In conclusion, there are many different strategies you can employ that are not HRT based to at least partially overcome the symptoms of the menopause. The important thing is to always choose the solution that works better for you.
1. Minerva Ginecol. 2015 Feb;67(1):1-5. Resveratrol, tryptophanum, glycine and vitamin E: a nutraceutical approach to sleep disturbance and irritability in peri- and post-menopause. Parazzini F.
2. J Steroid Biochem Mol Biol. 2014 Jan;139:225-36. doi: 10.1016/j.jsbmb.2012.12.004. Epub 2012 Dec 25. The pros and cons of plant estrogens for menopause. Bedell S, Nachtigall M, Naftolin F.
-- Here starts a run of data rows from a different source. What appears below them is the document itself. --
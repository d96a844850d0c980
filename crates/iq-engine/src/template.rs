//! Query templates with named `{placeholder}`s and positional binding.
//!
//! A template is parsed once at rule load. Instantiation turns every distinct
//! placeholder into a positional parameter (`$1`, `$2`, … in order of first
//! appearance) and returns the values separately, so user text never becomes
//! part of the SQL string.

use chrono::NaiveDate;
use serde::Serialize;

use iq_protocol::{IntentRule, ParamKind, ParamValue};

use crate::error::TemplateError;
use crate::extractor::ExtractedParameters;

/// Match-everything value for text parameters compared with `LIKE`.
pub const TEXT_WILDCARD: &str = "%";

#[derive(Debug, Clone, PartialEq, Eq)]
enum Segment {
    Text(String),
    Placeholder(String),
}

/// A parsed query template.
#[derive(Debug, Clone, PartialEq, Eq)]
pub struct Template {
    source: String,
    segments: Vec<Segment>,
}

impl Template {
    /// Parse a template.
    ///
    /// `{{` and `}}` produce literal braces anywhere. Inside single-quoted SQL
    /// literals a lone brace is ordinary text, but a well-formed `{name}` is
    /// rejected since it could only be filled by string interpolation.
    pub fn parse(source: &str) -> Result<Self, TemplateError> {
        let mut segments = Vec::new();
        let mut text = String::new();
        let mut in_quote = false;
        let chars: Vec<(usize, char)> = source.char_indices().collect();
        let mut i = 0;

        while i < chars.len() {
            let (pos, c) = chars[i];
            match c {
                // Comments are copied verbatim; quotes and braces inside them
                // carry no meaning.
                '-' if !in_quote && next_is(&chars, i, '-') => {
                    let end = comment_end(&chars, i + 2, "\n");
                    text.extend(chars[i..end].iter().map(|(_, c)| *c));
                    i = end;
                }
                '/' if !in_quote && next_is(&chars, i, '*') => {
                    let end = comment_end(&chars, i + 2, "*/");
                    text.extend(chars[i..end].iter().map(|(_, c)| *c));
                    i = end;
                }
                '\'' => {
                    in_quote = !in_quote;
                    text.push(c);
                    i += 1;
                }
                '{' if next_is(&chars, i, '{') => {
                    text.push('{');
                    i += 2;
                }
                '{' if in_quote => {
                    if let Some((name, _)) = read_placeholder(&chars, i)
                        && is_identifier(&name)
                    {
                        return Err(TemplateError::QuotedPlaceholder(name));
                    }
                    text.push(c);
                    i += 1;
                }
                '{' => {
                    let (name, next) =
                        read_placeholder(&chars, i).ok_or(TemplateError::Unterminated(pos))?;
                    if !is_identifier(&name) {
                        return Err(TemplateError::InvalidName(name));
                    }
                    if !text.is_empty() {
                        segments.push(Segment::Text(std::mem::take(&mut text)));
                    }
                    segments.push(Segment::Placeholder(name));
                    i = next;
                }
                '}' if next_is(&chars, i, '}') => {
                    text.push('}');
                    i += 2;
                }
                '}' if in_quote => {
                    text.push(c);
                    i += 1;
                }
                '}' => return Err(TemplateError::UnmatchedBrace(pos)),
                '$' if !in_quote && chars.get(i + 1).is_some_and(|(_, n)| n.is_ascii_digit()) => {
                    let digits: String = chars[i + 1..]
                        .iter()
                        .map(|(_, d)| *d)
                        .take_while(char::is_ascii_digit)
                        .collect();
                    return Err(TemplateError::RawPositional(format!("${digits}")));
                }
                _ => {
                    text.push(c);
                    i += 1;
                }
            }
        }
        if !text.is_empty() {
            segments.push(Segment::Text(text));
        }

        Ok(Self {
            source: source.to_string(),
            segments,
        })
    }

    pub fn source(&self) -> &str {
        &self.source
    }

    /// Distinct placeholder names in order of first appearance.
    pub fn placeholders(&self) -> Vec<&str> {
        let mut names: Vec<&str> = Vec::new();
        for segment in &self.segments {
            if let Segment::Placeholder(name) = segment
                && !names.contains(&name.as_str())
            {
                names.push(name);
            }
        }
        names
    }

    pub fn references(&self, name: &str) -> bool {
        self.placeholders().contains(&name)
    }

    /// Bind extracted parameters into an executable query.
    ///
    /// Every placeholder is resolved: missing values become the kind's
    /// wildcard (`%` for text kinds, NULL for dates and numbers) and are
    /// listed in `BoundQuery::wildcards`. Fails only when a placeholder names
    /// a parameter the rule does not declare.
    pub fn instantiate(
        &self,
        rule: &IntentRule,
        params: &ExtractedParameters,
    ) -> Result<BoundQuery, TemplateError> {
        let names = self.placeholders();
        let mut bound = Vec::with_capacity(names.len());
        let mut wildcards = Vec::new();

        for name in &names {
            let spec = rule
                .spec(name)
                .ok_or_else(|| TemplateError::UndeclaredParameter((*name).to_string()))?;
            let value = match params.get(name) {
                Some(extracted) => BoundValue::from_param(spec.kind, &extracted.normalized_value),
                None => {
                    if spec.required {
                        tracing::debug!(
                            rule = %rule.name,
                            param = %name,
                            "required parameter missing, substituting wildcard"
                        );
                    }
                    wildcards.push((*name).to_string());
                    BoundValue::wildcard(spec.kind)
                }
            };
            bound.push(value);
        }

        let mut sql = String::with_capacity(self.source.len());
        for segment in &self.segments {
            match segment {
                Segment::Text(text) => sql.push_str(text),
                Segment::Placeholder(name) => {
                    // Position is 1-based and shared by repeated references.
                    let index = names
                        .iter()
                        .position(|n| *n == name.as_str())
                        .unwrap_or_default()
                        + 1;
                    sql.push('$');
                    sql.push_str(&index.to_string());
                }
            }
        }

        Ok(BoundQuery {
            sql,
            params: bound,
            param_names: names.into_iter().map(String::from).collect(),
            wildcards,
        })
    }
}

fn next_is(chars: &[(usize, char)], i: usize, expected: char) -> bool {
    chars.get(i + 1).is_some_and(|(_, c)| *c == expected)
}

/// Index just past the first `terminator` at or after `from`, or the end of
/// input when the comment is never closed.
fn comment_end(chars: &[(usize, char)], from: usize, terminator: &str) -> usize {
    let term: Vec<char> = terminator.chars().collect();
    (from..chars.len())
        .find(|&j| {
            chars[j..]
                .iter()
                .map(|(_, c)| *c)
                .take(term.len())
                .eq(term.iter().copied())
        })
        .map_or(chars.len(), |j| j + term.len())
}

/// Read `{name}` starting at the opening brace. Returns the name and the
/// index just past the closing brace.
fn read_placeholder(chars: &[(usize, char)], open: usize) -> Option<(String, usize)> {
    let mut name = String::new();
    for (offset, (_, c)) in chars[open + 1..].iter().enumerate() {
        match c {
            '}' => return Some((name, open + offset + 2)),
            '{' | '\n' => return None,
            _ => name.push(*c),
        }
    }
    None
}

fn is_identifier(name: &str) -> bool {
    let mut chars = name.chars();
    matches!(chars.next(), Some(c) if c.is_ascii_alphabetic() || c == '_')
        && chars.all(|c| c.is_ascii_alphanumeric() || c == '_')
}

/// Escape `LIKE` metacharacters so user text only matches literally.
fn escape_like(value: &str) -> String {
    let mut out = String::with_capacity(value.len());
    for c in value.chars() {
        if matches!(c, '%' | '_' | '\\') {
            out.push('\\');
        }
        out.push(c);
    }
    out
}

/// A value bound to one positional parameter.
#[derive(Debug, Clone, PartialEq, Serialize)]
#[serde(tag = "type", content = "value", rename_all = "snake_case")]
pub enum BoundValue {
    Text(String),
    Number(f64),
    Date(NaiveDate),
    Null,
}

impl BoundValue {
    fn from_param(kind: ParamKind, value: &ParamValue) -> Self {
        match (kind, value) {
            (ParamKind::FuzzyString, ParamValue::Text(s)) => {
                Self::Text(format!("%{}%", escape_like(s)))
            }
            (_, ParamValue::Text(s)) => Self::Text(s.clone()),
            (_, ParamValue::Number(n)) => Self::Number(*n),
            (_, ParamValue::Date(d)) => Self::Date(*d),
        }
    }

    /// Value substituted when a parameter could not be extracted.
    pub fn wildcard(kind: ParamKind) -> Self {
        match kind {
            ParamKind::FuzzyString | ParamKind::Enum => Self::Text(TEXT_WILDCARD.to_string()),
            ParamKind::Date | ParamKind::Number | ParamKind::Fixed => Self::Null,
        }
    }
}

/// An executable query: SQL with `$n` placeholders plus ordered values.
#[derive(Debug, Clone, PartialEq, Serialize)]
pub struct BoundQuery {
    pub sql: String,
    pub params: Vec<BoundValue>,
    /// Parameter name for each position in `params`.
    pub param_names: Vec<String>,
    /// Parameters bound to their wildcard.
    pub wildcards: Vec<String>,
}
//! Shared test harness for E2E integration tests.
//!
//! Wires the API router to the engine over a `MockRuleSource` and a
//! `MockStore` whose handles stay with the test, so rule refreshes and store
//! failures can be scripted between requests.

#![allow(dead_code)]

use std::sync::Arc;

use axum::Router;
use axum::body::Body;
use axum::http::{Request, StatusCode};
use http_body_util::BodyExt;
use tower::ServiceExt;

use iq_api::routes::build_router;
use iq_api::state::{AppState, SAMPLE_FALLBACK_RULE};
use iq_engine::{
    AggregatorConfig, DictionaryStore, MockRuleSource, MockStore, Resolver, ResolverConfig,
    RuleRecord, RuleRepository, sample_dictionaries, sample_rules,
};

/// End-to-end harness: router + resolver over mock rule source and store.
pub struct TestHarness {
    /// Application state shared with the router.
    pub state: AppState,
    /// Axum router for HTTP requests via `tower::oneshot`.
    pub router: Router,
    /// Rule source behind the repository; change it, then refresh.
    pub rule_source: Arc<MockRuleSource>,
    /// Sample tables; records every bound query.
    pub store: Arc<MockStore>,
}

impl TestHarness {
    /// Sample rules, dictionaries and tables, with the sample fallback rule.
    pub fn with_sample_data() -> Self {
        Self::with_config(ResolverConfig {
            fallback_rule: Some(SAMPLE_FALLBACK_RULE.to_string()),
            ..Default::default()
        })
    }

    /// Sample rules under a custom resolver configuration.
    pub fn with_config(config: ResolverConfig) -> Self {
        let records = sample_rules().iter().map(RuleRecord::from_rule).collect();
        Self::with_records(records, config)
    }

    /// Arbitrary rule records (validated like any other load).
    pub fn with_records(records: Vec<RuleRecord>, config: ResolverConfig) -> Self {
        let rule_source = Arc::new(MockRuleSource::new(records.clone()));
        let store = Arc::new(MockStore::with_sample_data());
        let (rules, _) = RuleRepository::preloaded(rule_source.clone(), records);

        let resolver = Resolver::new(
            Arc::new(rules),
            Arc::new(DictionaryStore::with_dictionaries(sample_dictionaries())),
            store.clone(),
            config,
            AggregatorConfig::default(),
        );
        let state = AppState::new(resolver);
        let router = build_router(state.clone());

        Self {
            state,
            router,
            rule_source,
            store,
        }
    }

    /// Ask a question via POST /api/v1/query.
    pub async fn query(&self, text: &str) -> (StatusCode, serde_json::Value) {
        self.post("/api/v1/query", serde_json::json!({ "queryText": text }))
            .await
    }

    /// Explain a question via POST /api/v1/query/explain.
    pub async fn explain(&self, text: &str) -> (StatusCode, serde_json::Value) {
        self.post("/api/v1/query/explain", serde_json::json!({ "queryText": text }))
            .await
    }

    /// Reload rules from `rule_source` via POST /api/v1/rules/refresh.
    pub async fn refresh_rules(&self) -> (StatusCode, serde_json::Value) {
        self.post("/api/v1/rules/refresh", serde_json::json!({})).await
    }

    pub async fn post(&self, uri: &str, body: serde_json::Value) -> (StatusCode, serde_json::Value) {
        let request = Request::post(uri)
            .header("content-type", "application/json")
            .body(Body::from(serde_json::to_vec(&body).unwrap()))
            .unwrap();
        self.send(request).await
    }

    pub async fn get(&self, uri: &str) -> (StatusCode, serde_json::Value) {
        self.send(Request::get(uri).body(Body::empty()).unwrap())
            .await
    }

    async fn send(&self, request: Request<Body>) -> (StatusCode, serde_json::Value) {
        let response = self.router.clone().oneshot(request).await.unwrap();
        let status = response.status();
        let bytes = response.into_body().collect().await.unwrap().to_bytes();
        let json: serde_json::Value = serde_json::from_slice(&bytes).unwrap();
        (status, json)
    }
}

/// Sample rules as records, for tests that append or edit rules.
pub fn sample_records() -> Vec<RuleRecord> {
    sample_rules().iter().map(RuleRecord::from_rule).collect()
}

/// Parse a rule record from authored JSON.
pub fn record(value: serde_json::Value) -> RuleRecord {
    serde_json::from_value(value).unwrap()
}
use chrono::NaiveDate;
use serde::{Deserialize, Serialize};

use crate::rule::ParamKind;

/// One result record: column name → value. Opaque until aggregated.
pub type Row = serde_json::Map<String, serde_json::Value>;

/// Normalized value of an extracted parameter.
#[derive(Debug, Clone, PartialEq, Serialize, Deserialize)]
#[serde(tag = "type", content = "value", rename_all = "snake_case")]
pub enum ParamValue {
    Text(String),
    Number(f64),
    Date(NaiveDate),
}

impl ParamValue {
    pub fn as_text(&self) -> Option<&str> {
        match self {
            Self::Text(s) => Some(s),
            _ => None,
        }
    }
}

impl std::fmt::Display for ParamValue {
    fn fmt(&self, f: &mut std::fmt::Formatter<'_>) -> std::fmt::Result {
        match self {
            Self::Text(s) => f.write_str(s),
            Self::Number(n) => write!(f, "{n}"),
            Self::Date(d) => write!(f, "{}", d.format("%Y-%m-%d")),
        }
    }
}

/// A parameter recognized in the query text.
#[derive(Debug, Clone, PartialEq, Serialize, Deserialize)]
#[serde(rename_all = "camelCase")]
pub struct ExtractedValue {
    /// Surface text the value came from (the author's value for `fixed`).
    pub raw_text: String,
    pub normalized_value: ParamValue,
    pub kind: ParamKind,
}
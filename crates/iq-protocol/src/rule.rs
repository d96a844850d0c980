use std::collections::BTreeMap;
use std::str::FromStr;

use serde::{Deserialize, Serialize};

/// Stable identifier of an intent rule.
#[derive(Debug, Clone, PartialEq, Eq, PartialOrd, Ord, Hash, Serialize, Deserialize)]
#[serde(transparent)]
pub struct RuleId(pub String);

impl RuleId {
    pub fn new(id: impl Into<String>) -> Self {
        Self(id.into())
    }

    pub fn as_str(&self) -> &str {
        &self.0
    }
}

impl std::fmt::Display for RuleId {
    fn fmt(&self, f: &mut std::fmt::Formatter<'_>) -> std::fmt::Result {
        f.write_str(&self.0)
    }
}

/// Business category of a rule; selects the aggregation strategy.
#[derive(Debug, Clone, Copy, PartialEq, Eq, Hash, Serialize, Deserialize)]
#[serde(rename_all = "snake_case")]
pub enum Scenario {
    Inventory,
    Production,
    Test,
    Exploration,
    Other,
}

impl Scenario {
    pub fn as_str(&self) -> &'static str {
        match self {
            Self::Inventory => "inventory",
            Self::Production => "production",
            Self::Test => "test",
            Self::Exploration => "exploration",
            Self::Other => "other",
        }
    }
}

impl std::fmt::Display for Scenario {
    fn fmt(&self, f: &mut std::fmt::Formatter<'_>) -> std::fmt::Result {
        f.write_str(self.as_str())
    }
}

/// Error returned when a scenario label is not recognized.
#[derive(Debug, Clone, PartialEq, Eq, thiserror::Error)]
#[error("unknown scenario: {0}")]
pub struct UnknownScenario(pub String);

impl FromStr for Scenario {
    type Err = UnknownScenario;

    /// Accepts the canonical names plus the category labels used by rule
    /// authors (库存, 上线/生产, 测试/检验, 探索, 其他).
    fn from_str(s: &str) -> Result<Self, Self::Err> {
        match s.trim().to_lowercase().as_str() {
            "inventory" | "库存" | "库存场景" => Ok(Self::Inventory),
            "production" | "online" | "生产" | "上线" | "上线场景" => Ok(Self::Production),
            "test" | "lab" | "inspection" | "测试" | "检验" | "测试场景" => Ok(Self::Test),
            "exploration" | "探索" => Ok(Self::Exploration),
            "other" | "general" | "其他" | "通用" => Ok(Self::Other),
            other => Err(UnknownScenario(other.to_string())),
        }
    }
}

/// Whether a rule takes part in resolution.
#[derive(Debug, Clone, Copy, PartialEq, Eq, Default, Serialize, Deserialize)]
#[serde(rename_all = "snake_case")]
pub enum RuleStatus {
    #[default]
    Active,
    Inactive,
}

/// How a parameter value is obtained from the query text.
#[derive(Debug, Clone, Copy, PartialEq, Eq, Hash, Serialize, Deserialize)]
#[serde(rename_all = "kebab-case")]
pub enum ParamKind {
    /// One of the rule's declared values.
    Enum,
    /// Longest dictionary entry contained in the query.
    #[serde(alias = "fuzzy_string", alias = "fuzzy")]
    FuzzyString,
    Date,
    Number,
    /// Hard-coded by the rule author; never read from the query.
    Fixed,
}

impl ParamKind {
    pub fn as_str(&self) -> &'static str {
        match self {
            Self::Enum => "enum",
            Self::FuzzyString => "fuzzy-string",
            Self::Date => "date",
            Self::Number => "number",
            Self::Fixed => "fixed",
        }
    }
}

impl std::fmt::Display for ParamKind {
    fn fmt(&self, f: &mut std::fmt::Formatter<'_>) -> std::fmt::Result {
        f.write_str(self.as_str())
    }
}

/// Where the extractor looks up candidate values for a parameter.
#[derive(Debug, Clone, Copy, PartialEq, Eq, Hash, Serialize, Deserialize)]
#[serde(rename_all = "snake_case")]
pub enum EntitySource {
    Supplier,
    Material,
    Factory,
    Project,
    Status,
    /// Structural batch-code pattern rather than a dictionary.
    Batch,
}

impl EntitySource {
    /// Infer the source from a parameter name such as `supplier_name` or
    /// `batch_code`.
    pub fn infer(param_name: &str) -> Option<Self> {
        let name = param_name.to_lowercase();
        if name.contains("supplier") || name.contains("vendor") {
            Some(Self::Supplier)
        } else if name.contains("material") {
            Some(Self::Material)
        } else if name.contains("factory") || name.contains("plant") {
            Some(Self::Factory)
        } else if name.contains("project") {
            Some(Self::Project)
        } else if name.contains("batch") || name.contains("lot") {
            Some(Self::Batch)
        } else if name.contains("status") {
            Some(Self::Status)
        } else {
            None
        }
    }
}

/// Direction a `number` parameter compares in. A question whose operator
/// contradicts the declared direction does not bind the parameter.
#[derive(Debug, Clone, Copy, PartialEq, Eq, Hash, Serialize, Deserialize)]
#[serde(rename_all = "snake_case")]
pub enum Comparison {
    #[serde(alias = ">")]
    Gt,
    #[serde(alias = ">=")]
    Ge,
    #[serde(alias = "<")]
    Lt,
    #[serde(alias = "<=")]
    Le,
    #[serde(alias = "=")]
    Eq,
}

impl Comparison {
    /// Map a question's comparison phrase (`超过`, `<=`, ...) to a direction.
    pub fn from_phrase(phrase: &str) -> Option<Self> {
        Some(match phrase {
            ">=" | "大于等于" | "不低于" | "不少于" | "至少" => Self::Ge,
            "<=" | "小于等于" | "不超过" | "不高于" | "至多" => Self::Le,
            ">" | "大于" | "超过" | "高于" | "多于" => Self::Gt,
            "<" | "小于" | "低于" | "少于" => Self::Lt,
            "=" | "等于" => Self::Eq,
            _ => return None,
        })
    }

    /// Whether a question phrased as `asked` fits a parameter declared as
    /// `self`. Strict and inclusive bounds in the same direction are
    /// interchangeable.
    pub fn accepts(self, asked: Comparison) -> bool {
        match self {
            Self::Gt | Self::Ge => matches!(asked, Self::Gt | Self::Ge),
            Self::Lt | Self::Le => matches!(asked, Self::Lt | Self::Le),
            Self::Eq => asked == Self::Eq,
        }
    }
}

/// Declaration of one template parameter.
#[derive(Debug, Clone, PartialEq, Serialize, Deserialize)]
#[serde(rename_all = "camelCase")]
pub struct ParameterSpec {
    pub name: String,
    pub kind: ParamKind,
    #[serde(default)]
    pub required: bool,
    /// Allowed values for `enum` parameters.
    #[serde(default, skip_serializing_if = "Vec::is_empty")]
    pub values: Vec<String>,
    /// Author-supplied value for `fixed` parameters.
    #[serde(default, skip_serializing_if = "Option::is_none")]
    pub value: Option<String>,
    /// Lookup source for `fuzzy-string` parameters; inferred from `name` when absent.
    #[serde(default, skip_serializing_if = "Option::is_none")]
    pub source: Option<EntitySource>,
    /// Required direction for `number` parameters; any direction when absent.
    #[serde(default, skip_serializing_if = "Option::is_none")]
    pub comparison: Option<Comparison>,
}

impl ParameterSpec {
    pub fn new(name: impl Into<String>, kind: ParamKind, required: bool) -> Self {
        Self {
            name: name.into(),
            kind,
            required,
            values: Vec::new(),
            value: None,
            source: None,
            comparison: None,
        }
    }

    pub fn with_values(mut self, values: &[&str]) -> Self {
        self.values = values.iter().map(|v| (*v).to_string()).collect();
        self
    }

    pub fn with_value(mut self, value: impl Into<String>) -> Self {
        self.value = Some(value.into());
        self
    }

    pub fn with_source(mut self, source: EntitySource) -> Self {
        self.source = Some(source);
        self
    }

    pub fn with_comparison(mut self, comparison: Comparison) -> Self {
        self.comparison = Some(comparison);
        self
    }

    /// Explicit source, falling back to inference from the parameter name.
    pub fn entity_source(&self) -> Option<EntitySource> {
        self.source.or_else(|| EntitySource::infer(&self.name))
    }
}

/// A named, declarative mapping from trigger phrases to a parameterized
/// query template.
#[derive(Debug, Clone, PartialEq, Serialize, Deserialize)]
#[serde(rename_all = "camelCase")]
pub struct IntentRule {
    pub id: RuleId,
    pub name: String,
    #[serde(default)]
    pub description: String,
    pub scenario: Scenario,
    pub trigger_words: Vec<String>,
    /// Canonical term → equivalent surface forms.
    #[serde(default)]
    pub synonyms: BTreeMap<String, Vec<String>>,
    #[serde(default)]
    pub patterns: Vec<String>,
    #[serde(default)]
    pub parameter_specs: Vec<ParameterSpec>,
    pub template: String,
    #[serde(default)]
    pub priority: i32,
    #[serde(default)]
    pub status: RuleStatus,
    #[serde(default, skip_serializing_if = "Option::is_none")]
    pub example_query: Option<String>,
}

impl IntentRule {
    pub fn is_active(&self) -> bool {
        self.status == RuleStatus::Active
    }

    /// Look up a declared parameter by name.
    pub fn spec(&self, name: &str) -> Option<&ParameterSpec> {
        self.parameter_specs.iter().find(|s| s.name == name)
    }
}

#[cfg(test)]
mod tests {
    use super::*;

    #[test]
    fn scenario_serialization() {
        assert_eq!(
            serde_json::to_string(&Scenario::Inventory).unwrap(),
            r#""inventory""#
        );
        assert_eq!(
            serde_json::to_string(&Scenario::Exploration).unwrap(),
            r#""exploration""#
        );
    }

    #[test]
    fn scenario_from_author_labels() {
        assert_eq!("库存".parse::<Scenario>().unwrap(), Scenario::Inventory);
        assert_eq!("上线".parse::<Scenario>().unwrap(), Scenario::Production);
        assert_eq!(" Test ".parse::<Scenario>().unwrap(), Scenario::Test);
        assert!("weather".parse::<Scenario>().is_err());
    }

    #[test]
    fn param_kind_accepts_both_spellings() {
        let kebab: ParamKind = serde_json::from_str(r#""fuzzy-string""#).unwrap();
        let snake: ParamKind = serde_json::from_str(r#""fuzzy_string""#).unwrap();
        assert_eq!(kebab, ParamKind::FuzzyString);
        assert_eq!(snake, ParamKind::FuzzyString);
        assert_eq!(
            serde_json::to_string(&ParamKind::FuzzyString).unwrap(),
            r#""fuzzy-string""#
        );
    }

    #[test]
    fn entity_source_inference() {
        assert_eq!(EntitySource::infer("supplier"), Some(EntitySource::Supplier));
        assert_eq!(
            EntitySource::infer("material_code"),
            Some(EntitySource::Material)
        );
        assert_eq!(EntitySource::infer("batch_code"), Some(EntitySource::Batch));
        assert_eq!(EntitySource::infer("threshold"), None);
    }

    #[test]
    fn explicit_source_overrides_inference() {
        let spec = ParameterSpec::new("vendor", ParamKind::FuzzyString, true)
            .with_source(EntitySource::Factory);
        assert_eq!(spec.entity_source(), Some(EntitySource::Factory));
    }

    #[test]
    fn parameter_spec_defaults() {
        let json = r#"{"name": "status", "kind": "enum"}"#;
        let spec: ParameterSpec = serde_json::from_str(json).unwrap();
        assert!(!spec.required);
        assert!(spec.values.is_empty());
        assert!(spec.value.is_none());
        assert!(spec.comparison.is_none());
    }

    #[test]
    fn comparison_accepts_symbols_and_names() {
        let json = r#"{"name": "threshold", "kind": "number", "comparison": "<"}"#;
        let spec: ParameterSpec = serde_json::from_str(json).unwrap();
        assert_eq!(spec.comparison, Some(Comparison::Lt));

        let json = r#"{"name": "threshold", "kind": "number", "comparison": "ge"}"#;
        let spec: ParameterSpec = serde_json::from_str(json).unwrap();
        assert_eq!(spec.comparison, Some(Comparison::Ge));
    }

    #[test]
    fn comparison_direction_compatibility() {
        assert_eq!(Comparison::from_phrase("超过"), Some(Comparison::Gt));
        assert_eq!(Comparison::from_phrase("不超过"), Some(Comparison::Le));
        assert_eq!(Comparison::from_phrase("低于"), Some(Comparison::Lt));
        assert_eq!(Comparison::from_phrase("约"), None);

        assert!(Comparison::Gt.accepts(Comparison::Ge));
        assert!(Comparison::Le.accepts(Comparison::Lt));
        assert!(!Comparison::Gt.accepts(Comparison::Lt));
        assert!(!Comparison::Lt.accepts(Comparison::Gt));
        assert!(!Comparison::Eq.accepts(Comparison::Ge));
    }

    #[test]
    fn rule_status_default_is_active() {
        assert_eq!(RuleStatus::default(), RuleStatus::Active);
    }
}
3. Post Reprod Health. 2016 Jun;22(2):67-9. doi: 10.1177/2053369116648273. Alternatives to hormone replacement therapy (HRT) (Sections 1 and 8). Woyka J.
4 Maturitas. 2016 Aug;90:24-30. doi: 10.1016/j.maturitas.2016.04.018. Epub 2016 May 7. Coping with menopausal symptoms: An internet survey of Belgian postmenopausal women. Depypere H, Pintiaux A, Desreux J, Hendrickx M, Neven P, Marchowicz E, Albert V, Leclercq V, Van den Branden S, Rozenberg S.
5 Chin J Integr Med. 2011 Dec;17(12):893-7. doi: 10.1007/s11655-011-0930-9. Epub 2011 Dec 3. Perspectives in clinical research of acupuncture on menopausal symptoms. Baumelou A1, Liu B, Wang XY, Nie GN.